While the golden dorado has long been admired in Argentina, until recently it was almost completely unknown to the outside world. Only within the last decade or so have dorado become recognized as one of the world’s most exciting and prized freshwater game fish. A unique species that defies categorization, the dorado is rather like a supernatural hybrid between a turbo-charged bass and a trout on steroids, with powerful jaws and rows of razor-sharp teeth to feed its voracious appetite. Combine these characteristics with its propensity for acrobatic leaps, savage takes, and brilliant gold-plated scales, and it’s easy to see why Larry Dahlberg dubbed the dorado, “the world’s toughest game fish.”
The dorado of Argentina is often confused with the more widely known saltwater dorado (a.k.a. dolphin fish or mahi mahi), though the two species share nothing in common aside from their namesake (dorado means golden in Spanish). And despite having Salminus in its name and sharing a similar body shape, the golden dorado (Salminus maxillosus) is not related to any species of salmonid. Ranging anywhere from 2 to 40+ pounds, dorado are THE top-level predator in their domain and feed largely on the sabalo baitfish. The most common technique when targeting them is to cast large, noisy flies with aggressive strip retrieves. Much like a trout, they prefer structure such as logs, rocks, current seams, or overhanging vegetation from where they can ambush prey. Their takes are terribly violent, followed immediately by a series of jumps that leave most fishermen with their mouths hanging down to their chins.

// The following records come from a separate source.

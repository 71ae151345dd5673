use super::{types::Config, ConfigError, TranscodeMode};

/// Accepted values of `log_level`, matched case-insensitively.
pub const LOG_LEVELS: [&str; 4] = ["debug", "info", "warn", "error"];

/// Validate configuration
/// Currently validates:
/// - Log level is one of debug, info, warn, error
/// - Batch pool size is not 0
/// - Output extension is not empty
/// - Command mode has a template that writes `$output`
pub fn validate_config(config: &Config) -> Result<(), ConfigError> {
    if !LOG_LEVELS
        .iter()
        .any(|level| level.eq_ignore_ascii_case(config.log_level.trim()))
    {
        return Err(ConfigError::ValidationError(format!(
            "log_level must be one of {}, got {:?}",
            LOG_LEVELS.join(", "),
            config.log_level
        )));
    }

    if config.batch.pool_size == 0 {
        return Err(ConfigError::ValidationError(
            "batch.pool_size must be at least 1".to_string(),
        ));
    }

    let transcode = &config.transcode;
    if transcode.extension.trim().trim_start_matches('.').is_empty() {
        return Err(ConfigError::ValidationError(
            "transcode.extension cannot be empty".to_string(),
        ));
    }

    if transcode.mode == TranscodeMode::Command {
        let template = transcode.command.as_deref().unwrap_or_default();
        if template.trim().is_empty() {
            return Err(ConfigError::ValidationError(
                "transcode.command is required when transcode.mode = \"command\"".to_string(),
            ));
        }
        if !template.contains("$output") && !template.contains("${output}") {
            return Err(ConfigError::ValidationError(
                "transcode.command must reference $output".to_string(),
            ));
        }
    }

    if let Some(publish) = &config.publish {
        if publish.destination.trim().is_empty() {
            return Err(ConfigError::ValidationError(
                "publish.destination cannot be empty".to_string(),
            ));
        }
    }

    Ok(())
}
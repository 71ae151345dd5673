//! Trait definitions for the metadata module.

use async_trait::async_trait;
use std::path::Path;
use tokio_util::sync::CancellationToken;

use super::error::ProbeError;
use super::types::TrackMetadata;

/// Reads per-track tags from an input file.
#[async_trait]
pub trait MetadataReader: Send + Sync {
    /// Returns the name of this reader implementation.
    fn name(&self) -> &str;

    /// Probes `path`. Each call probes again; nothing is cached.
    async fn read(
        &self,
        path: &Path,
        cancel: &CancellationToken,
    ) -> Result<TrackMetadata, ProbeError>;
}
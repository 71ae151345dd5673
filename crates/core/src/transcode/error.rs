//! Error types for the transcode module.

use std::fmt;
use thiserror::Error;

use crate::process::{PipelineError, PipelineSide, ProcessError};

/// The external invocation a transcode failure belongs to.
#[derive(Debug, Clone, Copy, PartialEq, Eq)]
pub enum Stage {
    /// The single shell command of a command operation.
    Command,
    /// The decoding side of a pipeline.
    Decode,
    /// The encoding side of a pipeline.
    Encode,
}

impl fmt::Display for Stage {
    fn fmt(&self, f: &mut fmt::Formatter<'_>) -> fmt::Result {
        match self {
            Self::Command => f.write_str("command"),
            Self::Decode => f.write_str("decode"),
            Self::Encode => f.write_str("encode"),
        }
    }
}

impl From<PipelineSide> for Stage {
    fn from(side: PipelineSide) -> Self {
        match side {
            PipelineSide::Decode => Self::Decode,
            PipelineSide::Encode => Self::Encode,
        }
    }
}

/// Errors that can occur while transcoding one file.
#[derive(Debug, Error)]
pub enum TranscodeError {
    /// An external stage failed to start or exited unsuccessfully.
    #[error("{stage} stage failed: {source}")]
    Stage {
        stage: Stage,
        #[source]
        source: ProcessError,
    },

    /// The operation cannot be executed as configured.
    #[error("Invalid transcode operation: {reason}")]
    InvalidOperation { reason: String },

    /// The run was cancelled while the transcode was in flight.
    #[error("Transcode cancelled")]
    Cancelled,
}

impl TranscodeError {
    /// Creates a stage error, folding process cancellation into `Cancelled`.
    pub fn stage(stage: Stage, source: ProcessError) -> Self {
        match source {
            ProcessError::Cancelled => Self::Cancelled,
            source => Self::Stage { stage, source },
        }
    }

    /// Creates a new invalid operation error.
    pub fn invalid_operation(reason: impl Into<String>) -> Self {
        Self::InvalidOperation {
            reason: reason.into(),
        }
    }

    /// The stage that failed, if the failure came from an external process.
    pub fn failed_stage(&self) -> Option<Stage> {
        match self {
            Self::Stage { stage, .. } => Some(*stage),
            _ => None,
        }
    }

    /// Captured stderr of the failing stage.
    pub fn stderr(&self) -> Option<&str> {
        match self {
            Self::Stage { source, .. } => source.stderr(),
            _ => None,
        }
    }

    pub fn is_cancelled(&self) -> bool {
        matches!(self, Self::Cancelled)
    }
}

impl From<PipelineError> for TranscodeError {
    fn from(err: PipelineError) -> Self {
        match err {
            PipelineError::Stage { side, source } => Self::stage(side.into(), source),
            PipelineError::Cancelled => Self::Cancelled,
        }
    }
}

#[cfg(test)]
mod tests {
    use super::*;

    #[test]
    fn test_pipeline_error_keeps_side() {
        let err: TranscodeError = PipelineError::Stage {
            side: PipelineSide::Decode,
            source: ProcessError::Failed {
                command: "ffmpeg -i a.flac -f caf -".to_string(),
                code: Some(1),
                stderr: "a.flac: Invalid data found\n".to_string(),
            },
        }
        .into();

        assert_eq!(err.failed_stage(), Some(Stage::Decode));
        assert_eq!(err.stderr(), Some("a.flac: Invalid data found\n"));
        assert!(err.to_string().starts_with("decode stage failed: `ffmpeg -i a.flac -f caf -`"));
    }

    #[test]
    fn test_cancelled_process_folds_into_cancelled() {
        let err = TranscodeError::stage(Stage::Command, ProcessError::Cancelled);
        assert!(err.is_cancelled());
        assert_eq!(err.failed_stage(), None);

        let err: TranscodeError = PipelineError::Cancelled.into();
        assert!(err.is_cancelled());
    }
}
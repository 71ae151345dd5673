//! External process execution.
//!
//! Two shapes of invocation are supported:
//!
//! - [`ToolCommand`]: one process, stdout and stderr captured.
//! - [`run_pipeline`]: two processes where the first stage's stdout feeds the
//!   second stage's stdin.
//!
//! Every child is spawned with `kill_on_drop`, and every wait races the
//! caller's [`CancellationToken`](tokio_util::sync::CancellationToken), so a
//! cancelled wait terminates the children instead of orphaning them.

mod command;
mod error;
mod pipeline;

pub use command::{ToolCommand, ToolOutput};
pub use error::ProcessError;
pub use pipeline::{run_pipeline, PipelineError, PipelineSide, PipelineStage};

use std::ffi::OsString;
use std::path::Path;

/// Renders a program and its arguments as a single line for logs and errors.
pub(crate) fn render_command_line(program: &Path, args: &[OsString]) -> String {
    let mut line = program.to_string_lossy().into_owned();
    for arg in args {
        line.push(' ');
        let arg = arg.to_string_lossy();
        if arg.is_empty() || arg.contains(char::is_whitespace) {
            line.push('\'');
            line.push_str(&arg);
            line.push('\'');
        } else {
            line.push_str(&arg);
        }
    }
    line
}

#[cfg(test)]
mod tests {
    use super::*;

    #[test]
    fn test_render_command_line_quotes_spaces() {
        let line = render_command_line(
            Path::new("fdkaac"),
            &[
                OsString::from("-"),
                OsString::from("-o"),
                OsString::from("/tmp/out/01 - A.m4a"),
            ],
        );
        assert_eq!(line, "fdkaac - -o '/tmp/out/01 - A.m4a'");
    }

    #[test]
    fn test_render_command_line_no_args() {
        assert_eq!(render_command_line(Path::new("ffprobe"), &[]), "ffprobe");
    }
}
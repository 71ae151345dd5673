use figment::{
    providers::{Env, Format, Serialized, Toml},
    Figment,
};
use std::path::{Path, PathBuf};

use super::{types::Config, ConfigError};

/// Prefix of environment variable overrides. Nested keys are separated by
/// `__`, e.g. `AUDIOCONVERT_BATCH__POOL_SIZE=4`.
pub const ENV_PREFIX: &str = "AUDIOCONVERT_";

/// Names a configuration file when no path is passed explicitly.
pub const CONFIG_PATH_ENV: &str = "AUDIOCONVERT_CONFIG";

/// Load configuration: built-in defaults, then the TOML file (if any), then
/// environment variable overrides.
///
/// With `path` unset, `AUDIOCONVERT_CONFIG` is consulted; without either,
/// only defaults and the environment apply.
pub fn load_config(path: Option<&Path>) -> Result<Config, ConfigError> {
    let path = path
        .map(Path::to_path_buf)
        .or_else(|| std::env::var_os(CONFIG_PATH_ENV).map(PathBuf::from));
    load_layered(path.as_deref(), ENV_PREFIX)
}

fn load_layered(path: Option<&Path>, env_prefix: &str) -> Result<Config, ConfigError> {
    let mut figment = Figment::from(Serialized::defaults(Config::default()));

    if let Some(path) = path {
        if !path.exists() {
            return Err(ConfigError::FileNotFound(path.display().to_string()));
        }
        figment = figment.merge(Toml::file(path));
    }

    figment
        .merge(Env::prefixed(env_prefix).ignore(&["config"]).split("__"))
        .extract()
        .map_err(|e| ConfigError::ParseError(e.to_string()))
}

/// Load configuration from TOML string (useful for testing)
pub fn load_config_from_str(toml_str: &str) -> Result<Config, ConfigError> {
    toml::from_str(toml_str).map_err(|e| ConfigError::ParseError(e.to_string()))
}
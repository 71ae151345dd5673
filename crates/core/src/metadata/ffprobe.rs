//! FFprobe-based metadata reader.

use async_trait::async_trait;
use serde::Deserialize;
use std::collections::HashMap;
use std::path::{Path, PathBuf};
use tokio_util::sync::CancellationToken;

use super::error::ProbeError;
use super::traits::MetadataReader;
use super::types::{CodecInfo, TrackMetadata};
use crate::process::ToolCommand;

/// Reads track tags by running `ffprobe` with JSON output.
#[derive(Debug, Clone)]
pub struct FfprobeReader {
    ffprobe_path: PathBuf,
}

impl FfprobeReader {
    /// Creates a reader that runs the given ffprobe binary.
    pub fn new(ffprobe_path: impl Into<PathBuf>) -> Self {
        Self {
            ffprobe_path: ffprobe_path.into(),
        }
    }

    /// Creates a reader that runs `ffprobe` from `PATH`.
    pub fn with_defaults() -> Self {
        Self::new("ffprobe")
    }

    pub fn ffprobe_path(&self) -> &Path {
        &self.ffprobe_path
    }

    /// Parses ffprobe JSON output into TrackMetadata.
    fn parse_probe_output(path: &Path, output: &[u8]) -> Result<TrackMetadata, ProbeError> {
        #[derive(Deserialize)]
        struct ProbeOutput {
            format: ProbeFormat,
            #[serde(default)]
            streams: Vec<ProbeStream>,
        }

        #[derive(Deserialize)]
        struct ProbeFormat {
            #[serde(default)]
            tags: HashMap<String, String>,
        }

        #[derive(Deserialize)]
        struct ProbeStream {
            codec_type: Option<String>,
            codec_name: Option<String>,
            sample_rate: Option<String>,
            channels: Option<u8>,
        }

        let probe: ProbeOutput = serde_json::from_slice(output)
            .map_err(|e| ProbeError::parse(path, format!("invalid ffprobe JSON: {}", e)))?;

        let tags = &probe.format.tags;
        let artist = tag(tags, &["artist"]);
        let album_artist = match tag(tags, &["album_artist", "albumartist"]) {
            a if a.is_empty() => artist.clone(),
            a => a,
        };

        let codec = probe
            .streams
            .iter()
            .find(|s| s.codec_type.as_deref() == Some("audio"))
            .and_then(|s| {
                Some(CodecInfo {
                    codec_name: s.codec_name.clone()?,
                    sample_rate: s.sample_rate.as_ref().and_then(|r| r.parse().ok()),
                    channels: s.channels,
                })
            });

        Ok(TrackMetadata {
            album: tag(tags, &["album"]),
            artist,
            album_artist,
            title: tag(tags, &["title"]),
            track: tag(tags, &["track", "tracknumber"]),
            codec,
        })
    }
}

// FLAC Vorbis comments come through upper case, so keys match case-insensitively.
fn tag(tags: &HashMap<String, String>, keys: &[&str]) -> String {
    keys.iter()
        .find_map(|key| {
            tags.iter()
                .find(|(k, _)| k.eq_ignore_ascii_case(key))
                .map(|(_, v)| v.trim().to_string())
        })
        .unwrap_or_default()
}

#[async_trait]
impl MetadataReader for FfprobeReader {
    fn name(&self) -> &str {
        "ffprobe"
    }

    async fn read(
        &self,
        path: &Path,
        cancel: &CancellationToken,
    ) -> Result<TrackMetadata, ProbeError> {
        let output = ToolCommand::new(&self.ffprobe_path)
            .arg("-hide_banner")
            .arg("-i")
            .arg(path)
            .args(["-show_format", "-show_streams", "-print_format", "json"])
            .execute(cancel)
            .await?;

        Self::parse_probe_output(path, &output.stdout)
    }
}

Dorado are endemic to the Rio de la Plata watershed, which drains a massive basin covering nearly 1/5 of the South American Continent, including central Brazil, Paraguay, Uruguay, parts of Bolivia and northern Argentina. Tributaries such as the Paraná, Uruguay, and Corrientes rivers are the primary destinations for visiting fishermen, just to name a few. The climate is subtropical and in many places supports exotic wildlife such as capybara, caiman, water buffalo and hundreds of exotic bird species of all shapes and sizes. This bio diversity extends below the water as well. In addition to dorado, you’ll likely be catching other native species such as pacu (an incredible game fish in its own right), piranhas, pira pita, tararira and surubi, among others.
Unlike much of Patagonia, where do-it-yourself fishing is a distinct, if not always easy, possibility, those wishing to target Dorado will need the services of an outfitter. Large, ominous rivers or labyrinthine canals and marshlands demand the use of a powerboat and an experienced guide to navigate you onto fish. This is simply a fact of life, though it is well worth the expense. On the plus side, most Dorado destinations are much closer to Buenos Aires than Patagonia is, which cuts down on travel time & expense.
Some of the more popular destinations include the Esteros de Iberá, which is a sublime expanse of virgin wetlands roughly twice the size of the Florida Everglades, the Corrientes river delta where it meets the Rio Parana, the Rio Uruguay below Salto Grande Dam, and the Parana river near Yahapé and Goya.
•The Upside: a completely unique experience; amazing scenery; exotic and powerful fish.
•The Downside: no DIY opportunities, hot, tropical weather
•What to Bring: fast action 7-9 weight rods, floating lines, steel leaders, BIG streamers
•When to go: The dorado fishing season is nearly year-round, though local fluctuations are highly pronounced due to changing water conditions and fish migrations. Be sure to plan ahead and get knowledgeable advice so that you choose the right destination given your timing.
•Primary nearby towns: Esquina, Goya, Corrientes, Concordia, Mercedes
Regardless of which fishing destination you choose, or how the catching is when you actually get there, fly fishing in Argentina is truly a one-of-a-kind adventure. Although it is certainly an exotic and remote destination, it is also much closer and more convenient than you might think. Consider, for example, that the distance between Miami and Buenos Aires is less than the distance between Miami and Anchorage. Direct flights to Argentina from the US average around 10 hours, while those to New Zealand are roughly twice that long. Finally, Argentina is only one hour ahead of our Eastern Time Zone, which significantly reduces “jet lag” and leaves more time for fishing. And this is to say nothing of the incredible hospitality of the Argentine people, which combined with an abundance of modern amenities and the popularity of the English language, will help smooth the transition for less-experienced travelers. So if you have ever dreamt of fishing Argentina but were discouraged by logistics or any number of unknowns, the fly fishing trip of a lifetime is closer and more feasible than it may seem. With so many appealing characteristics, the hardest part of fishing Argentina is simply deciding where to begin….See you there.